Dalam Undang-undang nomor 41 tahun 1999 tentang kehutanan, hutan mempunyai tiga fungsi, yaitu fungsi konservasi, fungsi lindung, dan fungsi produksi. Selanjutnya pemerintah menetapkan hutan berdasarkan fungsi pokoknya ada tiga, yaitu hutan konservasi, hutan lindung, dan hutan produksi. menerangkan hutan lindung adalah hutan yang diperuntukan bagi perlindungan tata tanah dan air bagi kawasan di sekitarnya. Hutan konservasi adalah kawasan hutan dengan ciri khas tertentu yang diperuntukan bagi perlindungan alam, pengawetan jenis-jenis flora dan fauna, wisata alam dan keperluan ilmu pengetahuan. Hutan produksi adalah hutan yang diperuntukan bagi produksi kayu dan hasil hutan lainnya untuk mendukung perekonomian negara dan perekonomian masyarakat.

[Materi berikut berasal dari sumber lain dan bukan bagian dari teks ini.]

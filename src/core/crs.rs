//! Minimal CRS knowledge needed to size a scale bar.
//!
//! Full reprojection is the host's business. A bar only needs two facts from
//! the coordinate subsystem: the linear unit of one CRS axis, and the ground
//! distance between two geographic points. `BuiltinCrs` answers the first for
//! common EPSG codes and PROJ strings; hosts with a real CRS library override
//! `MapAxis::axis_unit_name` instead.

use crate::error::{ScaleBarError, ScaleBarResult};

/// Mean earth radius (IUGG) in meters.
pub const EARTH_RADIUS_M: f64 = 6_371_008.8;

pub const DEGREE_UNIT: &str = "degree";

/// Lookup table for axis units of well-known coordinate reference systems.
#[derive(Debug, Clone, Copy, Default)]
pub struct BuiltinCrs;

impl BuiltinCrs {
    /// Returns the unit name of CRS axis `axis_index` (0 = east-west, 1 = north-south).
    ///
    /// All supported systems share one unit across both axes, so the index only
    /// matters for hosts that override this lookup.
    pub fn axis_unit_name(&self, crs: &str, axis_index: usize) -> ScaleBarResult<String> {
        if axis_index > 1 {
            return Err(ScaleBarError::InvalidData(format!(
                "CRS axis index must be 0 or 1, got {axis_index}"
            )));
        }

        let trimmed = crs.trim();
        if trimmed.starts_with('+') {
            return proj_string_unit(trimmed);
        }

        let code = parse_epsg_code(trimmed).ok_or_else(|| ScaleBarError::InvalidCrs(crs.to_owned()))?;
        epsg_unit(code)
            .map(str::to_owned)
            .ok_or_else(|| ScaleBarError::InvalidCrs(crs.to_owned()))
    }
}

fn parse_epsg_code(crs: &str) -> Option<u32> {
    let upper = crs.to_ascii_uppercase();
    let digits = upper
        .strip_prefix("EPSG::")
        .or_else(|| upper.strip_prefix("EPSG:"))
        .unwrap_or(&upper);
    digits.trim().parse().ok()
}

fn epsg_unit(code: u32) -> Option<&'static str> {
    let unit = match code {
        // Geographic 2D systems.
        4326 | 4269 | 4267 | 4258 | 4283 | 4674 | 4617 => DEGREE_UNIT,
        // UTM zones (WGS84 north/south, NAD83, NAD27, ETRS89).
        32601..=32660 | 32701..=32760 | 26901..=26923 | 26701..=26722 | 25828..=25838 => "metre",
        3857 | 3395 | 5070 | 27700 | 2154 | 3035 | 3578 | 3005 | 3347 | 3978 | 6933 | 8857 => {
            "metre"
        }
        // US state plane systems published in US survey feet.
        2225..=2250 | 2263..=2266 | 2272 | 2273 | 2276..=2279 | 2283 | 2284 | 2868 | 3435 | 3436 => {
            "US survey foot"
        }
        // International feet.
        2260 | 2261 | 2262 | 3735 => "foot",
        _ => return None,
    };
    Some(unit)
}

fn proj_string_unit(proj: &str) -> ScaleBarResult<String> {
    let mut units = None;
    let mut is_longlat = false;
    for token in proj.split_whitespace() {
        let token = token.trim_start_matches('+');
        match token.split_once('=') {
            Some(("proj", "longlat" | "latlong" | "lonlat" | "latlon")) => is_longlat = true,
            Some(("units", value)) => units = Some(value),
            Some(_) => {}
            None => {}
        }
    }
    if !proj.contains("proj=") {
        return Err(ScaleBarError::InvalidCrs(proj.to_owned()));
    }
    if is_longlat {
        return Ok(DEGREE_UNIT.to_owned());
    }

    let unit = match units.unwrap_or("m") {
        "m" => "metre",
        "km" => "kilometre",
        "ft" => "foot",
        "us-ft" => "US survey foot",
        "yd" => "yard",
        "mi" | "us-mi" => "mile",
        "kmi" => "nautical mile",
        other => other,
    };
    Ok(unit.to_owned())
}

/// Haversine distance in meters between two `(lon, lat)` points in degrees.
#[must_use]
pub fn great_circle_distance(a: (f64, f64), b: (f64, f64)) -> f64 {
    let (lon_a, lat_a) = (a.0.to_radians(), a.1.to_radians());
    let (lon_b, lat_b) = (b.0.to_radians(), b.1.to_radians());
    let d_lat = lat_b - lat_a;
    let d_lon = lon_b - lon_a;
    let h = (d_lat / 2.0).sin().powi(2) + lat_a.cos() * lat_b.cos() * (d_lon / 2.0).sin().powi(2);
    2.0 * EARTH_RADIUS_M * h.sqrt().min(1.0).asin()
}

Fungsi hutan ditinjau dari kepentingan sosial ekonomi, sifat alam sekitarnya, dan sifat-sifat lainnya yang berkenan dengan kehidupan manusia, dapat dikatakan bahwa hutan berperan sebagai sumber daya. Dengan kondisi ini, sumber daya hutan menjadi salah satu modal pembangunan, baik dari segi produksi hasil hutan atau fungsi plasma nutfah maupun penyanggah kehidupan. Peranan tersebut menjadi salah satu modal dasar pembangunan berbagai segi, tergantung pada keadaan dan kondisi setempat. Oleh karena agar sumber daya hutan dapat dimanfaatkan secara optimal, maka kawasan hutan dibedakan menjadi beberapa kelompok berdasarkan fungsinya yakni fungsi pelindung, fungsi produksi dan fungsi lainnya. Hutan yang berfungsi sebagai pelindung merupakan kawasan yang keadaan alamnya diperuntukan sebagai pengatur tata air, pencegahan banjir, pencegahan erosi dan pemeliharaan kesuburan tanah. Hutan yang berfungsi produksi adalah kawasan hutan yang ditumbuhi oleh pepohonan keras yang perkembangannya selalu diusahakan dan dikhususkan untuk dipungut hasilnya, baik berupa kayu-kayuan maupun hasil sampingan lainnya seperti getah, damar, akar dan lain-lain. Fungsi lain dari hutan adalah sebagai hutan konversi. Hutan ini diperuntukan untuk kepentingan lain misalnya pertanian, perkebunan dan pemukiman. Walaupun hutan mempunyai fungsi lindung, fungsi konservasi, dan fungsi produksi, namun fungsi utama hutan tidak akan berubah, yakni untuk menyelenggarakan keseimbangan oksigen dan karbon dioksida, serta untuk mempertahankan kesuburan tanah, keseimbangan tata air wilayah dan kelestarian daerah dari erosi.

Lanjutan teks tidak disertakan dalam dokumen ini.